RESEARCH APR 2026 · 8 min read

What cubicle measures, and the research it rests on.

A look at how we designed our AI skills assessment, what the underlying research says, and how it fits into existing hiring processes.

by Chris Ackerman

Co-founder · CTO

TL;DR (90-second read)

The problem we're working on. AI skills are difficult to define and even harder to evaluate in a standardized way. Hiring teams know they need to assess AI fluency — recent work increasingly depends on it — but the field doesn't yet have a shared rubric for what "good" looks like, and existing assessment formats weren't designed for it.
What we measure. Two pillars grounded in peer-reviewed research: Structured Prompting (framing, constraining, and refining instructions to an LLM) and Output Evaluation (detecting errors, hallucinations, and unsafe reasoning in AI-generated work). Nine sub-skills sit underneath, each tied to observable candidate actions and a 0–5 rubric.
How we measure it. Realistic job simulations in knowledge-work context — desk research, output review, multi-turn refinement, repeatable deliverables — with AI tools available alongside source material. We score the process (what the candidate did and in what order), not just the results.
How it fits an existing hiring process. Roughly 30 minutes of candidate time. Designed to sit where a take-home case or screening assessment already sits, not to replace behavioral or final-round case interviews (for now, at least).
Customization. Works out of the box. Adapts to a pasted job description. Ingests real (anonymized) firm materials when a more tailored screen is wanted. Rubrics are constant across all three modes, so candidate scores remain comparable.
Where we are. Funded through MIT Sandbox; looking for 3–5 pilot partners.
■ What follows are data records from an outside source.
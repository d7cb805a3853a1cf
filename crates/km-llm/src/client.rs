//! The knowledge extraction seam: anything that can read message text and
//! produce structured knowledge from it.

use async_trait::async_trait;
use km_core::KnowledgeResponse;

use crate::error::ExtractionError;

/// Extracts entities, actions and topics from message text. Implementations
/// wrap a concrete LLM; `km-pipeline` depends only on this trait.
#[async_trait]
pub trait LlmClient: Send + Sync {
    /// Extracts knowledge from a single message's full text. An empty
    /// `KnowledgeResponse` is a valid (if uninteresting) result; it means
    /// nothing was found, not that extraction failed.
    async fn extract_knowledge(&self, text: &str) -> Result<KnowledgeResponse, ExtractionError>;
}
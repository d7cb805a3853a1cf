//! In-memory `StorageProvider`: thin async wrappers around `km-index`'s
//! synchronous index structures, behind `tokio::sync::RwLock`. Fastest
//! backend available, no persistence — the default for tests and for
//! conversations small enough to keep entirely in memory.

pub mod collection;
pub mod message_text;
pub mod property;
pub mod provider;
pub mod related_terms;
pub mod term;
pub mod thread;
pub mod timestamp;

pub use collection::{InMemoryMessageCollection, InMemorySemanticRefCollection};
pub use message_text::InMemoryMessageTextIndex;
pub use property::InMemoryPropertyIndex;
pub use provider::InMemoryStorageProvider;
pub use related_terms::InMemoryRelatedTermsIndex;
pub use term::InMemoryTermIndex;
pub use thread::InMemoryThreadIndex;
pub use timestamp::InMemoryTimestampIndex;
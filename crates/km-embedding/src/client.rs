//! The embedding client seam: anything that can turn text into vectors.

use async_trait::async_trait;

use crate::error::EmbeddingError;

/// Generates embedding vectors for text. Implementations talk to a real
/// embedding API; `km-pipeline` and `km-conversation` depend only on this
/// trait, never on a concrete provider.
#[async_trait]
pub trait EmbeddingClient: Send + Sync {
    /// Generates an embedding vector for a single text string.
    async fn embed(&self, text: &str) -> Result<Vec<f32>, EmbeddingError>;

    /// Generates embedding vectors for multiple texts in one call. The
    /// default implementation calls `embed` once per text; providers that
    /// support a real batch endpoint should override this.
    async fn embed_batch(&self, texts: &[String]) -> Result<Vec<Vec<f32>>, EmbeddingError> {
        let mut out = Vec::with_capacity(texts.len());
        for text in texts {
            out.push(self.embed(text).await?);
        }
        Ok(out)
    }
}
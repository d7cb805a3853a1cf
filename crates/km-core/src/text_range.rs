//! Locations and ranges into a message's text chunks.

use serde::{Deserialize, Serialize};
use std::cmp::Ordering;

/// A single point within a message: which text chunk, and optionally which
/// character offset within it. `char_ordinal` defaults to 0 when absent.
#[derive(Debug, Clone, Copy, PartialEq, Eq, Serialize, Deserialize)]
#[serde(rename_all = "camelCase")]
pub struct TextLocation {
    pub message_ordinal: usize,
    #[serde(default)]
    pub chunk_ordinal: usize,
    #[serde(default)]
    pub char_ordinal: usize,
}

impl TextLocation {
    pub fn new(message_ordinal: usize) -> Self {
        Self { message_ordinal, chunk_ordinal: 0, char_ordinal: 0 }
    }

    pub fn at_chunk(message_ordinal: usize, chunk_ordinal: usize) -> Self {
        Self { message_ordinal, chunk_ordinal, char_ordinal: 0 }
    }
}

impl PartialOrd for TextLocation {
    fn partial_cmp(&self, other: &Self) -> Option<Ordering> {
        Some(self.cmp(other))
    }
}

/// Lexicographic over (message_ordinal, chunk_ordinal, char_ordinal), the
/// ordering a half-open `TextRange` relies on for containment.
impl Ord for TextLocation {
    fn cmp(&self, other: &Self) -> Ordering {
        (self.message_ordinal, self.chunk_ordinal, self.char_ordinal).cmp(&(
            other.message_ordinal,
            other.chunk_ordinal,
            other.char_ordinal,
        ))
    }
}

/// A half-open span `[start, end)` over one or more messages. `end` of
/// `None` means the range covers exactly the single point at `start`
/// (typically a whole message, chunk-addressed).
#[derive(Debug, Clone, Copy, PartialEq, Eq, Serialize, Deserialize)]
#[serde(rename_all = "camelCase")]
pub struct TextRange {
    pub start: TextLocation,
    #[serde(default)]
    pub end: Option<TextLocation>,
}

impl TextRange {
    pub fn new(start: TextLocation, end: Option<TextLocation>) -> Self {
        Self { start, end }
    }

    /// A range covering exactly one message (no `end`).
    pub fn for_message(message_ordinal: usize) -> Self {
        Self { start: TextLocation::new(message_ordinal), end: None }
    }

    /// Whether `loc` falls within this range. With no `end`, only the
    /// start location itself matches.
    pub fn contains(&self, loc: &TextLocation) -> bool {
        match &self.end {
            None => &self.start == loc,
            Some(end) => &self.start <= loc && loc < end,
        }
    }

    /// Whether this range and `other` overlap at all.
    pub fn overlaps_with(&self, other: &TextRange) -> bool {
        let self_end = self.end.unwrap_or(self.start);
        let other_end = other.end.unwrap_or(other.start);
        self.start <= other_end && other.start <= self_end
    }
}

#[cfg(test)]
mod tests {
    use super::*;

    #[test]
    fn location_ordering_is_lexicographic() {
        let a = TextLocation { message_ordinal: 1, chunk_ordinal: 0, char_ordinal: 5 };
        let b = TextLocation { message_ordinal: 1, chunk_ordinal: 1, char_ordinal: 0 };
        assert!(a < b);
    }

    #[test]
    fn range_without_end_contains_only_start() {
        let range = TextRange::for_message(3);
        assert!(range.contains(&TextLocation::new(3)));
        assert!(!range.contains(&TextLocation::new(4)));
    }

    #[test]
    fn range_with_end_is_half_open() {
        let range = TextRange::new(TextLocation::new(2), Some(TextLocation::new(5)));
        assert!(range.contains(&TextLocation::new(2)));
        assert!(range.contains(&TextLocation::new(4)));
        assert!(!range.contains(&TextLocation::new(5)));
    }

    #[test]
    fn overlapping_ranges_detected() {
        let a = TextRange::new(TextLocation::new(0), Some(TextLocation::new(3)));
        let b = TextRange::new(TextLocation::new(2), Some(TextLocation::new(6)));
        let c = TextRange::new(TextLocation::new(3), Some(TextLocation::new(6)));
        assert!(a.overlaps_with(&b));
        assert!(!a.overlaps_with(&c));
    }
}
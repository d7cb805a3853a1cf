//! Tunables for one indexing run.

/// Configuration passed to [`crate::indexer::build_index`].
#[derive(Debug, Clone, PartialEq)]
pub struct PipelineSettings {
    /// Whether to send each chunk's text to the `LlmClient` in addition
    /// to the message's intrinsic knowledge (spec.md §4.8 step 2).
    pub auto_extract_knowledge: bool,
    /// How many messages' chunk texts to accumulate before flushing to
    /// the message-text and fuzzy related-terms indexes (spec.md §4.8
    /// step 7).
    pub embedding_batch_size: usize,
}

impl Default for PipelineSettings {
    fn default() -> Self {
        Self { auto_extract_knowledge: false, embedding_batch_size: 16 }
    }
}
→ Book a 20-minute pilot conversation.

The details

Why AI skills are hard to evaluate

Generative AI has changed the day-to-day work that early-career consultants do. Drafting, summarizing, restructuring data, producing competitor profiles at scale — these are increasingly AI-assisted in practice, including at firms whose hiring processes still treat AI as out of scope.

Hiring teams have noticed. The harder question is what to do about it. Three constraints make AI skills uniquely difficult to assess:

It's a doing-skill, not a knowing-skill. Knowing what good AI use looks like is different from doing it under pressure. Quizzes and knowledge-tests measure the first. They miss the second entirely.
Good output ≠ good process. Two candidates can produce nearly identical final artifacts from very different processes — one who set context cleanly on the first prompt, and one who iterated past several confused outputs to get there. They will perform differently on day three of an engagement, but the artifact alone won't tell you which is which.
The research is recent. The last two years have produced real evidence on what skilled AI users do, but it's scattered across different fields and there's no shared way to score it.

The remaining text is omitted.